Metabolomics Predict Therapy Response (PROLUNG)

December 14, 2023 updated by: Prof. dr. Michiel Thomeer, Hasselt University

Towards Better Therapy for Resectable Lung Cancer: Metabolomics Predict Therapy Response

Complete resection is the mainstay of treatment for stage I-IIIA resectable non-small cell lung cancer (NSCLC). However rates of recurrence of disease are high, with five-year survival rates ranging between 73% (stage IA) and 24% (stage IIIA). Therefore, a prognostic biological marker that stratifies between NSCLC patients whom surgery cures versus patients in whom surgery would be futile due to early disease relapse after surgery is eagerly awaited.

The primary objective of this prospective study is to establish a prognostic marker of early disease progression after complete surgical resection in patients with stages I to IIIA NSCLC. For this purpose the investigator will compare the metabolic profile with disease progression or death within one year after complete surgical resection to the patients with a progression free survival. Furthermore the investigator will evaluate the changes in the metabolic profile after surgery and if changes in this metabolic profile over time can predict disease recurrence before it becomes clinically apparent.

Study Overview

Status

Completed

Conditions

Intervention / Treatment

Detailed Description

Introduction: Precision medicine relies on validated biomarkers that can accurately classify patients by their probable disease risk, prognosis and/or response to treatment. Metabolomics is particularly promising for biomarker development because altered metabolism is considered a hallmark of cancer. The measurement of the metabolomic plasma profile is cheap (+-50 EUR) and fast (+-17 min), with a high information throughput on a per sample base.

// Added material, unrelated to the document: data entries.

impl EntitySpec {
    /// Build the identifier from the identifying attributes of `state`.
    pub fn identifier(&self, state: &Value) -> Result<String, ProviderError> {
        let segments = self.identifying_values(state)?;
        Ok(identifier::encode(&segments))
    }

    /// Decode an externally supplied identifier into a minimal state holding
    /// the identifying attributes and `id`. No remote call is made.
    pub fn import(&self, id: &str) -> Result<Value, ProviderError> {
        let segments = identifier::decode_exact(id, self.identifying.len())?;
        let mut state = Map::new();
        for (name, value) in self.identifying.iter().zip(segments) {
            state.insert(name.to_string(), Value::String(value));
        }
        state.insert(ID_ATTRIBUTE.to_string(), Value::String(id.to_string()));
        Ok(Value::Object(state))
    }

    /// Create the entity described by `plan` and return its reconciled state.
    pub async fn create(&self, client: &ApiClient, plan: &Value) -> Result<Value, ProviderError> {
        self.check_required(plan)?;
        let id = self.identifier(plan)?;

        let mut body = Map::new();
        for name in self.identifying.iter().chain(self.required) {
            if let Some(value) = present(plan.get(*name)) {
                body.insert(name.to_string(), value.clone());
            }
        }
        for attr in self.optional {
            if let Some(value) = attr.create_value(plan.get(attr.name)) {
                body.insert(attr.name.to_string(), value);
            }
        }

        info!(kind = self.kind, %id, "creating entity");
        let response = client
            .post(self.collection_path, &Value::Object(body))
            .await?;
        if response.status == 409 {
            warn!(kind = self.kind, %id, "entity already exists");
            return Err(ProviderError::Conflict((self.conflict_message)(&id)));
        }
        let response = response.ensure_success("create", self.kind)?;
        let remote: Value = response.json()?;

        self.materialize(&Value::Null, plan, &remote)
    }

    /// Refresh `state` from the remote.
    ///
    /// Returns `Ok(None)` when the entity no longer exists, meaning the local
    /// copy should be discarded.
    pub async fn read(
        &self,
        client: &ApiClient,
        state: &Value,
    ) -> Result<Option<Value>, ProviderError> {
        let state = self.with_identifying_from_id(state)?;
        let id = self.identifier(&state)?;
        let path = self.item_path_for(&state)?;

        info!(kind = self.kind, %id, "reading entity");
        let response = client.get(&path, &Query::new()).await?;
        if response.is_not_found() {
            warn!(kind = self.kind, %id, "entity not found, removing from state");
            return Ok(None);
        }
        let response = response.ensure_success("read", self.kind)?;
        let remote: Value = response.json()?;

        self.materialize(&state, &state, &remote).map(Some)
    }

    /// Apply `plan` on top of `prior` and return the reconciled state.
    pub async fn update(
        &self,
        client: &ApiClient,
        prior: &Value,
        plan: &Value,
    ) -> Result<Value, ProviderError> {
        self.check_required(plan)?;
        let id = self.identifier(plan)?;
        let path = self.item_path_for(plan)?;

        let mut body = Map::new();
        for name in self.required.iter().filter(|n| !self.immutable.contains(*n)) {
            if let Some(value) = present(plan.get(*name)) {
                body.insert(name.to_string(), value.clone());
            }
        }
        for attr in self.optional {
            if let Some(value) = attr.update_value(prior.get(attr.name), plan.get(attr.name)) {
                body.insert(attr.name.to_string(), value);
            }
        }

        let mut query = Query::new();
        for (param, attr) in self.update_scope {
            query.push_opt(param, present(plan.get(*attr)).and_then(Value::as_str));
        }

        info!(kind = self.kind, %id, "updating entity");
        debug!(kind = self.kind, fields = body.len(), "update payload");
        let response = client.patch(&path, &query, &Value::Object(body)).await?;
        let response = response.ensure_success("update", self.kind)?;
        let remote: Value = response.json()?;

        self.materialize(prior, plan, &remote)
    }

    /// Delete the entity. A missing entity counts as deleted.
    pub async fn delete(&self, client: &ApiClient, state: &Value) -> Result<(), ProviderError> {
        let state = self.with_identifying_from_id(state)?;
        let id = self.identifier(&state)?;
        let path = self.item_path_for(&state)?;

        info!(kind = self.kind, %id, "deleting entity");
        let response = client.delete(&path).await?;
        if response.is_not_found() {
            warn!(kind = self.kind, %id, "entity not found during delete, assuming already deleted");
            return Ok(());
        }
        response.ensure_success("delete", self.kind)?;
        Ok(())
    }

    /// Build local state from the three inputs of a write-then-read cycle.
    ///
    /// Identifying and required attributes prefer the remote value and fall
    /// back to `desired`. The identifier is recomputed from the result.
    pub fn materialize(
        &self,
        prior: &Value,
        desired: &Value,
        remote: &Value,
    ) -> Result<Value, ProviderError> {
        let mut state = Map::new();
        for name in self.identifying.iter().chain(self.required) {
            let value = present(remote.get(*name))
                .or_else(|| present(desired.get(*name)))
                .cloned()
                .unwrap_or(Value::Null);
            state.insert(name.to_string(), value);
        }
        reconcile_into(&mut state, self.optional, prior, desired, remote);

        let mut state = Value::Object(state);
        let id = self.identifier(&state)?;
        if let Some(obj) = state.as_object_mut() {
            obj.insert(ID_ATTRIBUTE.to_string(), Value::String(id));
        }
        Ok(state)
    }

    fn check_required(&self, plan: &Value) -> Result<(), ProviderError> {
        let missing: Vec<&str> = self
            .identifying
            .iter()
            .chain(self.required)
            .filter(|name| present(plan.get(**name)).is_none())
            .copied()
            .collect();
        if missing.is_empty() {
            Ok(())
        } else {
            Err(ProviderError::Validation(format!(
                "Missing required attribute(s) for {}: {}",
                self.kind,
                missing.join(", ")
            )))
        }
    }

    /// After an import only `id` is known; fill the identifying attributes
    /// from it.
    fn with_identifying_from_id(&self, state: &Value) -> Result<Value, ProviderError> {
        if self.identifying_values(state).is_ok() {
            return Ok(state.clone());
        }
        let id = state
            .get(ID_ATTRIBUTE)
            .and_then(Value::as_str)
            .ok_or_else(|| {
                ProviderError::MalformedIdentifier(format!(
                    "{} state has neither identifying attributes nor an id",
                    self.kind
                ))
            })?;
        let imported = self.import(id)?;

        let mut merged = state.as_object().cloned().unwrap_or_default();
        if let Value::Object(fields) = imported {
            merged.extend(fields);
        }
        Ok(Value::Object(merged))
    }

    fn identifying_values(&self, state: &Value) -> Result<Vec<String>, ProviderError> {
        self.identifying
            .iter()
            .map(|name| {
                state
                    .get(*name)
                    .and_then(Value::as_str)
                    .filter(|v| !v.is_empty())
                    .map(str::to_string)
                    .ok_or_else(|| {
                        ProviderError::MalformedIdentifier(format!(
                            "{} is missing identifying attribute '{}'",
                            self.kind, name
                        ))
                    })
            })
            .collect()
    }

    fn item_path_for(&self, state: &Value) -> Result<String, ProviderError> {
        let values = self.identifying_values(state)?;
        let params: Vec<(&str, &str)> = self
            .identifying
            .iter()
            .copied()
            .zip(values.iter().map(String::as_str))
            .collect();
        Ok(expand_path(self.item_path, &params))
    }
}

Rationale: Complete resection is the mainstay of treatment for stage I-IIIA resectable non-small cell lung cancer (NSCLC). However rates of recurrence of disease are high, with five-year survival rates ranging between 73% (stage IA) and 24% (stage IIIA). Therefore, a prognostic biological marker that stratifies between NSCLC patients whom surgery cures versus patients in whom surgery would be futile due to early disease relapse after surgery is eagerly awaited.

Study objective: The primary study hypothesis is that the metabolic plasma profile is a predictive marker of early disease progression after complete surgical resection in patients with pathological stages I to IIIA NSCLC. The secondary study hypothesis is that the level of dissimilarity between the metabolic profile before surgery and the metabolic profile after surgery, is a predictor for disease recurrence (in which the extreme case would be, that a normalization of the metabolic profile to the profile of a healthy person, is indicative of a good prognosis).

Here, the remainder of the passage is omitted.